Researchers have come up with a new strategy for analyzing the effects of smoking on smokers' lifetime Medicare spending.
The researchers, Michael Darden and Robert Kaestner, say their work suggests that smokers do little to increase Medicare spending over the course of their lifetimes.
Most of the serious, costly health effects of smoking show up when people are already eligible for Medicare, and smokers' short life expectancy offsets their high annual levels of health care spending from age 65 through age 84. the researchers write.
The researchers note that Medicare spending on former smokers is very high.
Costs for former smokers are high because former smokers tend to live longer than current smokers, and because many former smokers stopped smoking after they learned that they already had serious, expensive-to-treat, smoking-related health problems, the researchers say.
What It Means
The Darden-Kaestner study could give retirement planners ideas about new ways to analyze the effects of smoking on clients' income needs, for health-related costs and other costs, over the course of their retirement.

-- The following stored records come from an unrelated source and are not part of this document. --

/// Message sent to the market actor
pub enum MarketMessage {
    /// Register the administrator
    RegisterAdmin {
        /// Calling account
        account: AccountId,
        /// Allocated user id on success
        response: oneshot::Sender<Result<UserId>>,
    },

    /// Register a shopper with contact details
    RegisterShopper {
        /// Calling account
        account: AccountId,
        /// Registration request
        registration: ShopperRegistration,
        /// Allocated user id on success
        response: oneshot::Sender<Result<UserId>>,
    },

    /// Overwrite the caller's contact details
    UpdateContact {
        /// Calling account
        account: AccountId,
        /// New contact details
        details: ContactDetails,
        /// Completion
        response: oneshot::Sender<Result<()>>,
    },

    /// Queue a merchant status request
    RequestMerchantStatus {
        /// Calling account
        account: AccountId,
        /// Name supplied with the request
        name: String,
        /// Queue index at insertion
        response: oneshot::Sender<Result<usize>>,
    },

    /// Approve the pending request at an index
    ApproveMerchant {
        /// Calling (admin) account
        account: AccountId,
        /// Queue index
        index: usize,
        /// Completion
        response: oneshot::Sender<Result<()>>,
    },

    /// Reject the pending request at an index
    RejectMerchant {
        /// Calling (admin) account
        account: AccountId,
        /// Queue index
        index: usize,
        /// Completion
        response: oneshot::Sender<Result<()>>,
    },

    /// Open a store
    OpenStore {
        /// Calling (merchant) account
        account: AccountId,
        /// Store request
        spec: StoreSpec,
        /// Allocated store id on success
        response: oneshot::Sender<Result<StoreId>>,
    },

    /// Add a product to an owned store
    AddProduct {
        /// Calling (merchant) account
        account: AccountId,
        /// Target store
        store_id: StoreId,
        /// Product request
        spec: ProductSpec,
        /// Allocated sku on success
        response: oneshot::Sender<Result<Sku>>,
    },

    /// Edit a product in an owned store
    EditProduct {
        /// Calling (merchant) account
        account: AccountId,
        /// Target product
        sku: Sku,
        /// Replacement fields
        spec: ProductSpec,
        /// Completion
        response: oneshot::Sender<Result<()>>,
    },

    /// Place an order
    PlaceOrder {
        /// Buying account
        buyer: AccountId,
        /// Order request
        request: OrderRequest,
        /// Allocated per-seller order id on success
        response: oneshot::Sender<Result<OrderId>>,
    },

    /// Ship the pending order at an index
    ShipOrder {
        /// Selling account
        seller: AccountId,
        /// Pending list index
        index: usize,
        /// Amount credited on success
        response: oneshot::Sender<Result<Amount>>,
    },

    /// Withdraw from the caller's balance
    Withdraw {
        /// Calling account
        account: AccountId,
        /// Amount to release
        amount: Amount,
        /// Completion
        response: oneshot::Sender<Result<()>>,
    },

    /// Toggle the circuit breaker
    ToggleBreaker {
        /// Calling (admin) account
        account: AccountId,
        /// New breaker state on success
        response: oneshot::Sender<Result<bool>>,
    },

    /// Look up a user
    GetUser {
        /// Queried account
        account: AccountId,
        /// Projection
        response: oneshot::Sender<Option<User>>,
    },

    /// Look up contact details
    GetContact {
        /// Queried account
        account: AccountId,
        /// Projection
        response: oneshot::Sender<Option<ContactDetails>>,
    },

    /// Pending merchant queue snapshot
    GetProspectiveMerchants {
        /// Projection
        response: oneshot::Sender<Vec<ProspectiveMerchant>>,
    },

    /// Pending merchant queue length
    GetProspectiveMerchantCount {
        /// Projection
        response: oneshot::Sender<usize>,
    },

    /// Look up a store
    GetStore {
        /// Queried store
        store_id: StoreId,
        /// Projection
        response: oneshot::Sender<Option<Store>>,
    },

    /// Ordered owned-store ids for an account
    GetStoresOwned {
        /// Queried account
        account: AccountId,
        /// Projection
        response: oneshot::Sender<Vec<StoreId>>,
    },

    /// Look up a product
    GetProduct {
        /// Queried sku
        sku: Sku,
        /// Projection
        response: oneshot::Sender<Option<Product>>,
    },

    /// Pending order by seller and index
    GetPendingOrder {
        /// Selling account
        seller: AccountId,
        /// Pending list index
        index: usize,
        /// Projection
        response: oneshot::Sender<Option<Order>>,
    },

    /// Pending order count for a seller
    GetOrderCount {
        /// Selling account
        seller: AccountId,
        /// Projection
        response: oneshot::Sender<usize>,
    },

    /// Circuit breaker state
    GetBreakerActive {
        /// Projection
        response: oneshot::Sender<bool>,
    },

    /// Shutdown actor
    Shutdown {
        /// Acked after the storage handle is released
        response: oneshot::Sender<()>,
    },
}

The study could also give planners ideas about how to analyze the effects of other long-lasting forces or behaviors that could affect a client's annual and lifetime spending and might also affect the client's life expectancy.
A client who exercised regularly, for example, might have a higher-than-average life expectancy, with lower-than-average annual health care costs but higher-than-average spending on preventive care, and higher-than-average lifetime health care spending, because of the client's healthy habits and long lifespan.
The Researchers
Darden is a researcher with the Johns Hopkins business school, and Kaestner is a researcher with the University of Chicago public policy school.